Wichtig wäre eine Förderung für Kleingewerbetreibende, die man immerhin noch prüfen will, darüber hinaus aber vor allem generell eine gewerbliche Förderung von E-Vans. Die leichten Nutzfahrzeuge fallen irgendwie durchs Raster, hätten aber durch täglichen Einsatz und hohe Laufleistungen ebenso wie die Dienstwagen einen weit größeren Klimaschutz-Impact als manch dauerparkender Privat-Stromer.

Koppelung an Zulassung geht an Realität vorbei

Schwierig ist in Anbetracht der langen und höchst volatilen Lieferzeiten von teils über einem Jahr die Koppelung an das Zulassungsdatum, die an der Realität vorbeigeht: Wer bestellt, sollte sich auf die Förderung verlassen können - sonst ist das unter Umständen ein "Wegfall der Geschäftsgrundlage", wie es bei Juristen heißt. Auch die Deckelung ist nicht hilfreich und sollte dringend überdacht werden, erst recht, wenn man sieht, wie viele Milliarden Euro in fossile Dienst- und Dieselwagen gepumpt werden. Acht Milliarden sind es etwa für Selbstzünder-Gefährte, einfach so.

Insgesamt betrachtet, hätte man der E-Mobilität einen größeren Gefallen getan, die Förderung reiner und kleiner und gewerblich genutzter BEVs noch etwas großzügiger und ab Bestelldatum beizubehalten, die Deckelung wegzulassen - und gleichzeitig, liebe Marktwirtschaftler von der FDP, die fossilen Subventionen für Dienstwagen, Diesel und Verbrenner-Pendelei und gleich noch das elende Kerosin-Privileg abzubauen. Am besten einhergehend mit einer klaren CO2-Fokussierung der Kfz-Steuer mit Bonus-Malus-System. Das wäre der "ultimative Elektro-Booster"!

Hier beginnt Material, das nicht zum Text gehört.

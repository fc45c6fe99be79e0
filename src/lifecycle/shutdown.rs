//! Shutdown coordination for the router.

use tokio::sync::broadcast;

/// Coordinator for graceful shutdown.
///
/// Provides a broadcast channel that all long-running tasks can subscribe to.
#[derive(Debug, Clone)]
pub struct Shutdown {
    tx: broadcast::Sender<()>,
}

impl Shutdown {
    /// Create a new shutdown coordinator.
    pub fn new() -> Self {
        let (tx, _) = broadcast::channel(1);
        Self { tx }
    }

    /// Subscribe to the shutdown signal.
    pub fn subscribe(&self) -> broadcast::Receiver<()> {
        self.tx.subscribe()
    }

    /// Trigger the shutdown signal.
    pub fn trigger(&self) {
        if self.tx.send(()).is_err() {
            tracing::debug!("Shutdown triggered with no subscribers");
        }
    }

    /// Get the number of active subscribers (tasks still running).
    pub fn receiver_count(&self) -> usize {
        self.tx.receiver_count()
    }
}

impl Default for Shutdown {
    fn default() -> Self {
        Self::new()
    }
}
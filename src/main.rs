//! Domain Router
//!
//! # Architecture Overview
//!
//! ```text
//!     Client Request
//!     ──────────────▶ http::server (axum, tower layers)
//!                         │
//!                         ▼
//!                     routing::Dispatcher ◀── ArcSwap ◀── config::watcher
//!                         │  1. domain-constrained routes
//!                         │  2. shared routes
//!                         │  3. domain / global default on "/"
//!                         ▼
//!                     middleware chain (rate_limit, csrf, ...)
//!                         │
//!                         ▼
//!     Client Response ◀── action
//! ```

use std::net::SocketAddr;
use std::path::PathBuf;

use clap::Parser;
use tokio::net::TcpListener;

use domain_router::config::{load_config, ConfigWatcher};
use domain_router::lifecycle::signals::shutdown_on_signal;
use domain_router::observability::{logging, metrics};
use domain_router::{HttpServer, Shutdown};

#[derive(Parser)]
#[command(name = "domain-router")]
#[command(about = "Domain-aware HTTP router", long_about = None)]
struct Args {
    /// Path to the TOML configuration file
    #[arg(short, long, default_value = "router.toml")]
    config: PathBuf,

    /// Do not reload the route table when the file changes
    #[arg(long)]
    no_watch: bool,
}

#[tokio::main]
async fn main() -> Result<(), Box<dyn std::error::Error>> {
    let args = Args::parse();
    let config = load_config(&args.config)?;

    logging::init_logging(&config.observability)?;
    tracing::info!("domain-router v{} starting", env!("CARGO_PKG_VERSION"));

    tracing::info!(
        config = ?args.config,
        bind_address = %config.listener.bind_address,
        max_connections = config.listener.max_connections,
        request_timeout_secs = config.timeouts.request_secs,
        "Configuration loaded"
    );

    if config.observability.metrics_enabled {
        let addr: SocketAddr = config.observability.metrics_address.parse()?;
        metrics::init_metrics(addr)?;
    }

    let listener = TcpListener::bind(&config.listener.bind_address).await?;
    tracing::info!(address = %listener.local_addr()?, "Listening for connections");

    let (watcher, config_updates) = ConfigWatcher::new(&args.config);
    let _watch_guard = if args.no_watch {
        None
    } else {
        Some(watcher.run()?)
    };

    let shutdown = Shutdown::new();
    shutdown_on_signal(shutdown.clone());

    let server = HttpServer::from_config(config)?;
    server.run(listener, config_updates, shutdown.subscribe()).await?;

    tracing::info!("Shutdown complete");
    Ok(())
}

Den bräuchte es, denn die E-Mobilität ist noch längst nicht "über den Berg" - und für die Erreichung des 15-Mio-Ziels bis 2030 müsste bei 2,5 Mio. Neuzulassungen pro Jahr ab sofort fast jedes Auto ein Vollstromer sein. Und ebenso generell gesprochen, wären dann mehr Fördergelder für den Ausbau der Ladeinfrastruktur auch nicht verkehrt - Mittel wären ja dann frei. Alles eine Frage des politischen Willens und von "ideologiefreiem" Denken.